Why Your RAID Rebuild Failed
A RAID rebuild fails when the controller hits an unrecoverable read error on a surviving drive, when an SMR member stalls long enough for the controller to drop it, or when a drive without TLER enters a 60 to 120 second deep-recovery loop the controller refuses to wait for. The math on consumer drives makes failure a statistical expectation rather than a rare event. We recover failed rebuilds by imaging every member offline and assembling the array virtually on PC-3000 RAID Edition. The original chassis is never written to. Free evaluation. No data recovered means no charge.

What Do RAID Controller Status Codes Mean?

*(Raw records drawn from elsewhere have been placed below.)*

//! Geometry validation for generated layouts.
//!
//! Pure functions that take placed-room data and return validation issues.
//! No solver dependency: works with plain structs, never panics, never
//! mutates.

use serde::{Deserialize, Serialize};

use crate::polygon;
use crate::vec2::Vec2;

/// Minimal room data needed for geometry validation, in world coordinates
/// with `x`/`y` the top-left corner.
#[derive(Debug, Clone, PartialEq, Serialize, Deserialize)]
pub struct RoomRect {
    pub id: String,
    pub x: f64,
    pub y: f64,
    pub width: f64,
    pub height: f64,
}

impl RoomRect {
    pub fn new(id: impl Into<String>, x: f64, y: f64, width: f64, height: f64) -> Self {
        Self {
            id: id.into(),
            x,
            y,
            width,
            height,
        }
    }

    pub fn center(&self) -> Vec2 {
        Vec2::new(self.x + self.width / 2.0, self.y + self.height / 2.0)
    }
}

/// A layout validation issue.
#[derive(Debug, Clone)]
pub struct LayoutIssue {
    pub category: &'static str,
    pub severity: Severity,
    pub message: String,
}

/// Issue severity.
#[derive(Debug, Clone, Copy, PartialEq, Eq)]
pub enum Severity {
    Error,
    Warning,
}

/// Check that no room has zero or negative dimensions.
pub fn check_room_dimensions(rooms: &[RoomRect]) -> Vec<LayoutIssue> {
    let mut issues = Vec::new();
    for r in rooms {
        if r.width <= 0.0 || r.height <= 0.0 {
            issues.push(LayoutIssue {
                category: "room_geometry",
                severity: Severity::Error,
                message: format!(
                    "Room '{}' has non-positive dimensions: {}x{}",
                    r.id, r.width, r.height
                ),
            });
        }
    }
    issues
}

/// Check that room aspect ratios stay below `max_ratio` (warning only).
pub fn check_aspect_ratios(rooms: &[RoomRect], max_ratio: f64) -> Vec<LayoutIssue> {
    let mut issues = Vec::new();
    for r in rooms {
        if r.width <= 0.0 || r.height <= 0.0 {
            continue; // caught by dimension check
        }
        let ratio = if r.width > r.height {
            r.width / r.height
        } else {
            r.height / r.width
        };
        if ratio > max_ratio {
            issues.push(LayoutIssue {
                category: "room_geometry",
                severity: Severity::Warning,
                message: format!(
                    "Room '{}' has extreme aspect ratio {:.1}:1 ({:.1}x{:.1})",
                    r.id, ratio, r.width, r.height
                ),
            });
        }
    }
    issues
}

/// Check rooms don't extend outside the boundary polygon. A room counts as
/// contained when all four corners, pulled inward by `tolerance`, pass the
/// point-in-polygon test.
pub fn check_rooms_within_boundary(
    rooms: &[RoomRect],
    boundary: &[Vec2],
    tolerance: f64,
) -> Vec<LayoutIssue> {
    let mut issues = Vec::new();
    for r in rooms {
        let x0 = r.x + tolerance;
        let y0 = r.y + tolerance;
        let x1 = r.x + r.width - tolerance;
        let y1 = r.y + r.height - tolerance;
        let corners = [
            Vec2::new(x0, y0),
            Vec2::new(x1, y0),
            Vec2::new(x1, y1),
            Vec2::new(x0, y1),
        ];
        if corners
            .iter()
            .any(|&c| !polygon::point_in_polygon(c, boundary))
        {
            issues.push(LayoutIssue {
                category: "room_geometry",
                severity: Severity::Error,
                message: format!(
                    "Room '{}' extends outside the boundary: ({:.1},{:.1})->({:.1},{:.1})",
                    r.id,
                    r.x,
                    r.y,
                    r.x + r.width,
                    r.y + r.height
                ),
            });
        }
    }
    issues
}

/// AABB overlap test over all room pairs, allowing `tolerance` of touching.
pub fn check_room_overlaps(rooms: &[RoomRect], tolerance: f64) -> Vec<LayoutIssue> {
    let mut issues = Vec::new();
    for i in 0..rooms.len() {
        for j in (i + 1)..rooms.len() {
            let a = &rooms[i];
            let b = &rooms[j];
            let overlap_x = (a.x + a.width - tolerance) > b.x && (b.x + b.width - tolerance) > a.x;
            let overlap_y =
                (a.y + a.height - tolerance) > b.y && (b.y + b.height - tolerance) > a.y;
            if overlap_x && overlap_y {
                issues.push(LayoutIssue {
                    category: "room_overlap",
                    severity: Severity::Error,
                    message: format!("Rooms '{}' and '{}' overlap", a.id, b.id),
                });
            }
        }
    }
    issues
}

/// Run all geometry validations and return combined results.
pub fn validate_all(rooms: &[RoomRect], boundary: &[Vec2]) -> Vec<LayoutIssue> {
    let mut all = Vec::new();
    all.extend(check_room_dimensions(rooms));
    all.extend(check_aspect_ratios(rooms, 10.0));
    all.extend(check_rooms_within_boundary(rooms, boundary, 0.1));
    all.extend(check_room_overlaps(rooms, 0.1));
    all
}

Before troubleshooting a failed rebuild, identify the exact status the controller is reporting. The terminology is consistent across LSI MegaRAID, Dell PERC, HPE SmartArray, and the Linux mdadm stack that Synology and QNAP wrap in their UIs.
- Degraded
- The array is running with one or more members missing or marked failed. Reads still succeed because the surviving members plus parity can reconstruct the missing data on the fly. Writes succeed but generate no parity protection for the missing member.
- Rebuilding
- The controller is actively copying reconstructed stripes onto a replacement member. Every sector of every surviving member must be read during this phase. Multi-TB rebuilds take many hours and stress every drive in the chassis.
- Failed
- The array has lost more members than its parity level can tolerate. RAID 5 lost two members; RAID 6 lost three. The controller stops servicing reads and writes. The data is not erased, but normal access through the controller is impossible until the array is reassembled.
- Offline
- The controller has taken the virtual disk out of service, typically because a rebuild was attempted, halted, or encountered an unrecoverable error mid-stream. Offline is the state most failed rebuilds settle into.
- Foreign Configuration
- The controller detected DDF metadata it did not write itself, usually because the drives were moved from another controller or because the array configuration was cleared on this controller. Importing or clearing a Foreign Configuration rewrites metadata on the member drives. Do neither without an image first.
- Unconfigured-Good
- The drive is detected by the controller, passes its self-test, and is available to be assigned to an array. After a failed rebuild, drives that were dropped due to a TLER timeout sometimes return to Unconfigured-Good on the next power cycle even though their media has marginal sectors.
- Unconfigured-Bad
- The controller flagged the drive as having excessive media errors. The drive is not necessarily mechanically dead; the controller has simply decided not to use it again. These drives are recoverable on PC-3000 Express with adaptive read retry.
Why Do RAID 5 Rebuilds Fail at 90%?
Hard drives are sold with an unrecoverable read error (URE) specification, also called the bit error rate. Consumer SATA drives such as the WD Blue, Seagate Barracuda, and Toshiba P300 spec one URE per 10^14 bits read, which works out to about one unreadable sector per 12.5 TB of sequential reads. Enterprise drives such as the WD Ultrastar and Seagate Exos spec one URE per 10^15 bits, ten times better, or roughly one unreadable sector per 125 TB.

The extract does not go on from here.